ジャン=バティスト・ドフェルネ《悲しみにくれる精霊》は記念墓碑の一部だそうだ。タイトルには悲しみにくれる精霊とあり、図録の解説には「・・・肉付きのよいお腹、丸い両頬をした面立ち、ぽっちゃりとした小さな両手、うなじにかかる軽くカールした髪に、どちらかといえば、親しみを感じさせる仕草で布の端で目を拭っている、小さな男の子の体形を丹念に描き出している。」とあるが、ウソつけ、どこが親しみを感じさせる仕草なんだっ、悩んでいるようしか見えねーって!!しかも、左手にもっているものについては「炎の消え入りそうな手燭を手にする子どもの精霊という主題は、燃え尽きた生の寓意で、古代美術から着想が得られている。」って。Σ(ヾ ̄▽ ̄)ヾ!!これのどこが親しみを感じさせる仕草なんだよ(2回目!!)。。。(-_-;)こんなに幼い子どもがこんなにも悩み苦しんでいるなんて。ロダンの《考える人》よりもずっと深く、重く、苦しく、辛く、思い悩み、考えこんでいるように感じたゾ。。。(>_<)
ポストカード
早割りの前売券特典として貰ったポストカード。
早割りで購入したのは、当日券1500円が早割りだと1100円だったから。この展覧会は私が予想していたほどのヒットではなかったようなので、もしかしたらプレゼントに応募すれば招待券が当たったかもしれない。(=^^=) ニョホホホ(だから早割りなるものがあったのか???)

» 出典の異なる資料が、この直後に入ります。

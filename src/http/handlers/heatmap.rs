use crate::heatmap::projector::HeatPoint;
use crate::http::error::error_response;
use crate::AppState;
use axum::extract::State;
use axum::http::{header, StatusCode};
use axum::response::IntoResponse;
use axum::Json;
use serde::Serialize;

#[derive(Debug, Serialize)]
pub struct HeatmapResponse {
    pub version: u64,
    pub generated_at: chrono::DateTime<chrono::Utc>,
    pub points: Vec<HeatPoint>,
}

#[derive(Debug, Serialize)]
struct ExportRow {
    lat: f64,
    lon: f64,
    intensity: f64,
    events: u64,
}

pub async fn get_heatmap(State(state): State<AppState>) -> impl IntoResponse {
    let frame = state.heatmap_feed.current();
    Json(HeatmapResponse {
        version: frame.version,
        generated_at: frame.generated_at,
        points: frame.points.clone(),
    })
}

pub async fn stats(State(state): State<AppState>) -> impl IntoResponse {
    let stats = state.aggregator.stats().await;
    Json(serde_json::json!({
        "accepted": stats.accepted,
        "rejected": stats.rejected,
        "cells": stats.cells,
        "version": state.heatmap_feed.current().version,
    }))
}

pub async fn export_csv(State(state): State<AppState>) -> impl IntoResponse {
    let cells = state.aggregator.snapshot().await;
    match render_csv(&cells) {
        Ok(body) => (
            StatusCode::OK,
            [
                (header::CONTENT_TYPE, "text/csv"),
                (header::CONTENT_DISPOSITION, "attachment; filename=\"heatmap.csv\""),
            ],
            body,
        )
            .into_response(),
        Err(e) => error_response(
            StatusCode::INTERNAL_SERVER_ERROR,
            "EXPORT_FAILED",
            "failed to render heatmap export",
            Some(e.to_string()),
        ),
    }
}

pub fn render_csv(cells: &[crate::heatmap::density::CellIntensity]) -> anyhow::Result<String> {
    let mut writer = csv::WriterBuilder::new()
        .has_headers(false)
        .from_writer(Vec::new());
    writer.write_record(["lat", "lon", "intensity", "events"])?;
    for cell in cells {
        writer.serialize(ExportRow {
            lat: cell.lat,
            lon: cell.lon,
            intensity: cell.intensity,
            events: cell.events,
        })?;
    }
    writer.flush()?;
    let bytes = writer.into_inner().map_err(|e| anyhow::anyhow!(e.to_string()))?;
    Ok(String::from_utf8(bytes)?)
}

間違っても光浦靖子のメッセージが欲しかったわけではありません!!
な、なんなんだ、このメッセージ? 大きなお世話だぜっ!!!(* ̄m ̄) ププッ
しかも、何故《悲しみにくれる精霊》なんだ?なんか、これ、二重に凹むな~ (ノ_<。)うっうっうっ

ジャン=フレデリック・シャル《生のはかなさへの思い》はとても趣のある作品。女の子はとても不思議な表情をしている。可愛いのだが、何か考え込んでいるような思いつめているような視点の定まらない様子。彼女が肘をついているのは、古代風の墓だそうだ。何かの記念碑か風化し荒廃した門柱のようなものかと思った。お墓には水時計がデザインされ、それは時の流れを表しているとのこと。ゆりかごのベッドに片足を突っ込んでいるポーズがなにげにセクシー♪(^_^;)生のはかなさを見事に表現したとても見応えのある素晴らしい作品だった。

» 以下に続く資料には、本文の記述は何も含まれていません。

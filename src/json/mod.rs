//! JSON module - the two primitives the jobs protocol needs.
//!
//! - [`find_value`] / [`find_value_slice`] - locate a key's value span without
//!   building a tree
//! - [`ObjectWriter`] - build a flat request object with an exact,
//!   precomputed length
//!
//! Nested values (status details, job documents) are never interpreted; they
//! are copied byte for byte.

mod scanner;
mod writer;

pub use scanner::{find_value, find_value_slice, unquote};
pub use writer::{JsonValue, ObjectWriter};
//! Channel-backed transport.
//!
//! Every publish becomes an [`OutboundMessage`] on a bounded mpsc channel.
//! The receiving side can bridge to a real connection, or act as the service
//! in tests.

use bytes::Bytes;
use tokio::sync::mpsc;

use super::{BoxFuture, JobsTransport};
use crate::error::{JobsError, Result};

/// A message published by the client.
#[derive(Debug, Clone, PartialEq, Eq)]
pub struct OutboundMessage {
    /// Topic the message was published on.
    pub topic: String,
    /// Request document.
    pub payload: Bytes,
}

/// Transport that forwards publishes into a channel.
#[derive(Debug, Clone)]
pub struct ChannelTransport {
    tx: mpsc::Sender<OutboundMessage>,
}

impl ChannelTransport {
    /// Create a transport and the receiver for its messages.
    pub fn new(capacity: usize) -> (Self, mpsc::Receiver<OutboundMessage>) {
        let (tx, rx) = mpsc::channel(capacity);
        (Self { tx }, rx)
    }
}

impl JobsTransport for ChannelTransport {
    fn publish(&self, topic: String, payload: Bytes) -> BoxFuture<'static, Result<()>> {
        let tx = self.tx.clone();
        Box::pin(async move {
            tx.send(OutboundMessage { topic, payload })
                .await
                .map_err(|_| JobsError::Publish("channel closed".to_string()))
        })
    }
}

《女性と小さな娘》はヘレニズム時代の粘土作品。ちょっと素焼きのようにも見える。表面はツルツルに仕上げられているわけではないのだが、このカサカサ感が衣の質感を見事にあらわし、その襞は流れるようで美しい。女性の優しい表情も魅力的。シンプルゆえの洗練された美しさかな。

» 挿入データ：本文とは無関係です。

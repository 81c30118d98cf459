//! Client builder and request issuing.
//!
//! The [`JobsClientBuilder`] provides a fluent API for configuring the
//! client. The [`JobsClient`] drives each operation:
//! 1. Validate the request parameters
//! 2. Generate the request document
//! 3. Register the operation under its client token
//! 4. Publish the document on the request topic
//!
//! Responses come back through [`JobsClient::handle_publish`] (or
//! [`JobsClient::handle_response`] when the caller already classified the
//! topic) and are correlated by client token.
//!
//! # Example
//!
//! ```
//! use iot_jobs_client::request::{JobState, UpdateInfo};
//! use iot_jobs_client::transport::ChannelTransport;
//! use iot_jobs_client::JobsClient;
//!
//! # #[tokio::main(flavor = "current_thread")]
//! # async fn main() -> iot_jobs_client::Result<()> {
//! let (transport, mut outbound) = ChannelTransport::new(16);
//! let client = JobsClient::builder("sensor-1").transport(transport).build()?;
//!
//! let responder = client.clone();
//! tokio::spawn(async move {
//!     while let Some(msg) = outbound.recv().await {
//!         // Echo the request back as an accepted response.
//!         let topic = format!("{}/accepted", msg.topic);
//!         responder.handle_publish(&topic, &msg.payload);
//!     }
//! });
//!
//! let response = client.update("job-1", &UpdateInfo::new(JobState::Succeeded)).await?;
//! assert_eq!(response.find("status"), Some(&b"\"SUCCEEDED\""[..]));
//! # Ok(())
//! # }
//! ```

use std::sync::Arc;
use std::time::Duration;

use crate::buffer::{default_allocator, ResponseBuffer, SharedAllocator};
use crate::config::JobsConfig;
use crate::error::{JobsError, Result};
use crate::json;
use crate::operation::{
    CompletedOperation, CompletionMode, Operation, OperationRegistry, RegistrationId,
    WaitableOperation,
};
use crate::request::{
    generate, ClientToken, DescribeInfo, OperationKind, RequestContents, RequestDocument,
    RequestInfo, UpdateInfo, CLIENT_TOKEN_KEY,
};
use crate::response::ResponseClass;
use crate::topic::JobsTopics;
use crate::transport::JobsTransport;

/// Builder for configuring and creating a [`JobsClient`].
pub struct JobsClientBuilder {
    config: JobsConfig,
    allocator: SharedAllocator,
    transport: Option<Arc<dyn JobsTransport>>,
}

impl JobsClientBuilder {
    /// Create a builder for `thing_name` with default settings.
    pub fn new(thing_name: impl Into<String>) -> Self {
        Self::from_config(JobsConfig::new(thing_name))
    }

    /// Create a builder from a loaded configuration.
    pub fn from_config(config: JobsConfig) -> Self {
        Self {
            config,
            allocator: default_allocator(),
            transport: None,
        }
    }

    /// Set the timeout used by the convenience calls.
    ///
    /// Default: 5 seconds
    pub fn default_timeout(mut self, timeout: Duration) -> Self {
        self.config.default_timeout = timeout;
        self
    }

    /// Set the maximum number of pending operations.
    ///
    /// When this limit is reached, new requests fail with
    /// `JobsError::TooManyOperations`.
    /// Default: 256
    pub fn max_in_flight(mut self, limit: usize) -> Self {
        self.config.max_in_flight = limit;
        self
    }

    /// Set the allocator used for request and response documents.
    pub fn allocator(mut self, allocator: SharedAllocator) -> Self {
        self.allocator = allocator;
        self
    }

    /// Set the transport requests are published on. Required.
    pub fn transport<T: JobsTransport>(mut self, transport: T) -> Self {
        self.transport = Some(Arc::new(transport));
        self
    }

    /// Set a transport that is already shared.
    pub fn shared_transport(mut self, transport: Arc<dyn JobsTransport>) -> Self {
        self.transport = Some(transport);
        self
    }

    /// Validate the configuration and build the client.
    pub fn build(self) -> Result<JobsClient> {
        self.config.validate()?;
        let transport = self
            .transport
            .ok_or_else(|| JobsError::Config("no transport configured".into()))?;

        Ok(JobsClient {
            registry: Arc::new(OperationRegistry::with_limit(self.config.max_in_flight)),
            transport,
            topics: Arc::new(JobsTopics::new(&self.config.thing_name)),
            allocator: self.allocator,
            config: Arc::new(self.config),
        })
    }
}

/// Device-side jobs client.
///
/// Cloning is cheap; clones share the same pending operations, so a clone
/// can be moved into a callback or a response-dispatch task.
#[derive(Clone)]
pub struct JobsClient {
    registry: Arc<OperationRegistry>,
    transport: Arc<dyn JobsTransport>,
    topics: Arc<JobsTopics>,
    allocator: SharedAllocator,
    config: Arc<JobsConfig>,
}

impl JobsClient {
    /// Create a new client builder.
    pub fn builder(thing_name: impl Into<String>) -> JobsClientBuilder {
        JobsClientBuilder::new(thing_name)
    }

    /// Issue a request whose result is collected by waiting.
    ///
    /// Returns once the request is published. Fails synchronously on invalid
    /// parameters, allocation failure, a duplicate client token, the
    /// in-flight limit, or a publish failure; in every failure case nothing
    /// stays registered.
    pub async fn issue(
        &self,
        contents: RequestContents<'_>,
        info: &RequestInfo,
    ) -> Result<WaitableOperation> {
        let document = self.prepare(&contents, info)?;
        let token = document.client_token().clone();
        let kind = document.kind();

        let (mode, receiver) = CompletionMode::waitable();
        let id = self
            .registry
            .register(Operation::new(token.clone(), kind, self.allocator.clone()), mode)?;

        // Dropping the handle on a publish error removes the registration.
        let handle = WaitableOperation::new(token, kind, id, receiver, self.registry.clone());
        self.publish(document, info.job_id.as_deref()).await?;
        Ok(handle)
    }

    /// Issue a request whose result is delivered to `callback`.
    ///
    /// The callback runs exactly once, on the thread that completes the
    /// operation. It is not invoked when this call itself fails, or when the
    /// returned future is dropped before the request is published.
    ///
    /// No timeout applies: the operation stays pending until a response
    /// arrives or it is ended with [`cancel`](Self::cancel) or
    /// [`shutdown`](Self::shutdown). Use
    /// [`issue_with_callback_timeout`](Self::issue_with_callback_timeout) to
    /// bound it.
    pub async fn issue_with_callback<F>(
        &self,
        contents: RequestContents<'_>,
        info: &RequestInfo,
        callback: F,
    ) -> Result<ClientToken>
    where
        F: FnOnce(CompletedOperation) + Send + 'static,
    {
        let (token, _) = self.submit_callback(contents, info, callback).await?;
        Ok(token)
    }

    /// Like [`issue_with_callback`](Self::issue_with_callback), but the
    /// operation is canceled with `JobsError::Timeout` if no response arrives
    /// within `timeout`.
    ///
    /// Must be called from within a tokio runtime.
    pub async fn issue_with_callback_timeout<F>(
        &self,
        contents: RequestContents<'_>,
        info: &RequestInfo,
        timeout: Duration,
        callback: F,
    ) -> Result<ClientToken>
    where
        F: FnOnce(CompletedOperation) + Send + 'static,
    {
        let (token, id) = self.submit_callback(contents, info, callback).await?;

        let registry = self.registry.clone();
        let expired = token.clone();
        tokio::spawn(async move {
            tokio::time::sleep(timeout).await;
            if registry.cancel_registration(&expired, id, JobsError::Timeout) {
                tracing::debug!("Operation {} timed out", expired);
            }
        });

        Ok(token)
    }

    /// End the pending operation `token` with `JobsError::Canceled`.
    ///
    /// Its waiter or callback receives the cancellation. Returns `false` if
    /// no operation with that token is pending.
    pub fn cancel(&self, token: &ClientToken) -> bool {
        self.registry.cancel(token, JobsError::Canceled)
    }

    /// Ask for the pending job executions and wait for the answer.
    pub async fn get_pending(&self) -> Result<ResponseBuffer> {
        self.issue(RequestContents::GetPending, &RequestInfo::new())
            .await?
            .wait(self.config.default_timeout)
            .await
    }

    /// Start the next pending job execution and wait for the answer.
    pub async fn start_next(&self, update: &UpdateInfo) -> Result<ResponseBuffer> {
        self.issue(RequestContents::StartNext(update), &RequestInfo::new())
            .await?
            .wait(self.config.default_timeout)
            .await
    }

    /// Describe the execution of `job_id` (or `$next`) and wait for the answer.
    pub async fn describe(&self, job_id: &str, describe: &DescribeInfo) -> Result<ResponseBuffer> {
        self.issue(
            RequestContents::Describe(describe),
            &RequestInfo::new().with_job_id(job_id),
        )
        .await?
        .wait(self.config.default_timeout)
        .await
    }

    /// Report the status of `job_id` and wait for the answer.
    pub async fn update(&self, job_id: &str, update: &UpdateInfo) -> Result<ResponseBuffer> {
        self.issue(
            RequestContents::Update(update),
            &RequestInfo::new().with_job_id(job_id),
        )
        .await?
        .wait(self.config.default_timeout)
        .await
    }

    /// Feed a response received on a jobs topic.
    ///
    /// Returns `true` if the topic is a response topic of this thing and the
    /// response resolved a pending operation.
    pub fn handle_publish(&self, topic: &str, payload: &[u8]) -> bool {
        match self.topics.classify(topic) {
            Some((kind, class)) => self.handle_response(kind, class, payload),
            None => {
                tracing::debug!("Ignoring message on {}", topic);
                false
            }
        }
    }

    /// Feed a response of `kind` and `class`.
    ///
    /// The client token is read from the payload. Returns `false` when the
    /// payload has no usable token or no operation is waiting for it.
    pub fn handle_response(&self, kind: OperationKind, class: ResponseClass, payload: &[u8]) -> bool {
        let token = json::find_value_slice(payload, CLIENT_TOKEN_KEY.as_bytes())
            .and_then(ClientToken::from_span);

        let Some(token) = token else {
            tracing::warn!("{} {} response without a client token, dropping", kind, class);
            return false;
        };

        self.registry.complete(&token, Some(kind), class, payload)
    }

    /// Cancel every pending operation with `JobsError::Canceled`.
    ///
    /// Returns how many operations were canceled.
    pub fn shutdown(&self) -> usize {
        let count = self.registry.cancel_all(JobsError::Canceled);
        if count > 0 {
            tracing::debug!("Canceled {} pending operations", count);
        }
        count
    }

    /// Number of pending operations.
    pub fn pending_operations(&self) -> usize {
        self.registry.len()
    }

    /// Topics of this client's thing.
    pub fn topics(&self) -> &JobsTopics {
        &self.topics
    }

    /// Effective configuration.
    pub fn config(&self) -> &JobsConfig {
        &self.config
    }

    async fn submit_callback<F>(
        &self,
        contents: RequestContents<'_>,
        info: &RequestInfo,
        callback: F,
    ) -> Result<(ClientToken, RegistrationId)>
    where
        F: FnOnce(CompletedOperation) + Send + 'static,
    {
        let document = self.prepare(&contents, info)?;
        let token = document.client_token().clone();
        let kind = document.kind();

        let id = self.registry.register(
            Operation::new(token.clone(), kind, self.allocator.clone()),
            CompletionMode::callback(callback),
        )?;

        let mut guard = Unpublished::new(&self.registry, token.clone(), id);
        self.publish(document, info.job_id.as_deref()).await?;
        guard.disarm();

        Ok((token, id))
    }

    fn prepare(&self, contents: &RequestContents<'_>, info: &RequestInfo) -> Result<RequestDocument> {
        contents.validate()?;
        info.validate(contents.kind())?;
        generate(contents, info, self.allocator.as_ref())
    }

    async fn publish(&self, document: RequestDocument, job_id: Option<&str>) -> Result<()> {
        let kind = document.kind();
        let token = document.client_token().clone();
        let topic = self.topics.request_topic(kind, job_id);

        tracing::debug!("Publishing {} request {} on {}", kind, token, topic);
        self.transport
            .publish(topic, document.into_bytes())
            .await
            .inspect_err(|e| tracing::warn!("Failed to publish {} request {}: {}", kind, token, e))
    }
}

/// Removes a registration whose request was never published, either because
/// publishing failed or because the issuing future was dropped.
struct Unpublished<'a> {
    registry: &'a OperationRegistry,
    token: ClientToken,
    id: RegistrationId,
    published: bool,
}

impl<'a> Unpublished<'a> {
    fn new(registry: &'a OperationRegistry, token: ClientToken, id: RegistrationId) -> Self {
        Self {
            registry,
            token,
            id,
            published: false,
        }
    }

    /// The request went out; keep the registration.
    fn disarm(&mut self) {
        self.published = true;
    }
}

impl Drop for Unpublished<'_> {
    fn drop(&mut self) {
        if !self.published && self.registry.discard_registration(&self.token, self.id) {
            tracing::debug!("Discarded unpublished operation {}", self.token);
        }
    }
}

impl std::fmt::Debug for JobsClient {
    fn fmt(&self, f: &mut std::fmt::Formatter<'_>) -> std::fmt::Result {
        f.debug_struct("JobsClient")
            .field("thing_name", &self.config.thing_name)
            .field("pending", &self.registry.len())
            .finish()
    }
}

ルイ・ル・ナン、もしくはアントワーヌ・ルナン《幸福な家族(旧名称:洗礼からの帰宅)》ルイ・ル・ナン、もしくはアントワーヌ・ル・ナン《幸福な家族(旧名称:洗礼からの帰宅)》は今回楽しみにしていたもののひとつ。ルーヴル美術館には、《農民の食事》《室内にいる農民の家族》の計3点の作品があるそうで、《室内にいる農民の家族》は上野のルーヴル美術館展で展示されていた。やはりこちらも宗教的な意味合いを持つものらしい。「・・・人物を横並びに配した構図は、キリストの食事(とくにシモンの家の食事やレヴィ家の饗宴)を連想させ、パンと葡萄酒の存在は聖餐の秘跡を想起させる・・・余計なものをそぎ落とした場面設定もまた、ル・ナン兄弟の時代の人々に、キリストの説く清貧を想起させたに違いない」とのこと。上野のルーヴル展の図録には、参考図版としてモノクロで《農民の食事》が掲載されている。3点見比べてみるとなかなか興味深いものがある。(・_・)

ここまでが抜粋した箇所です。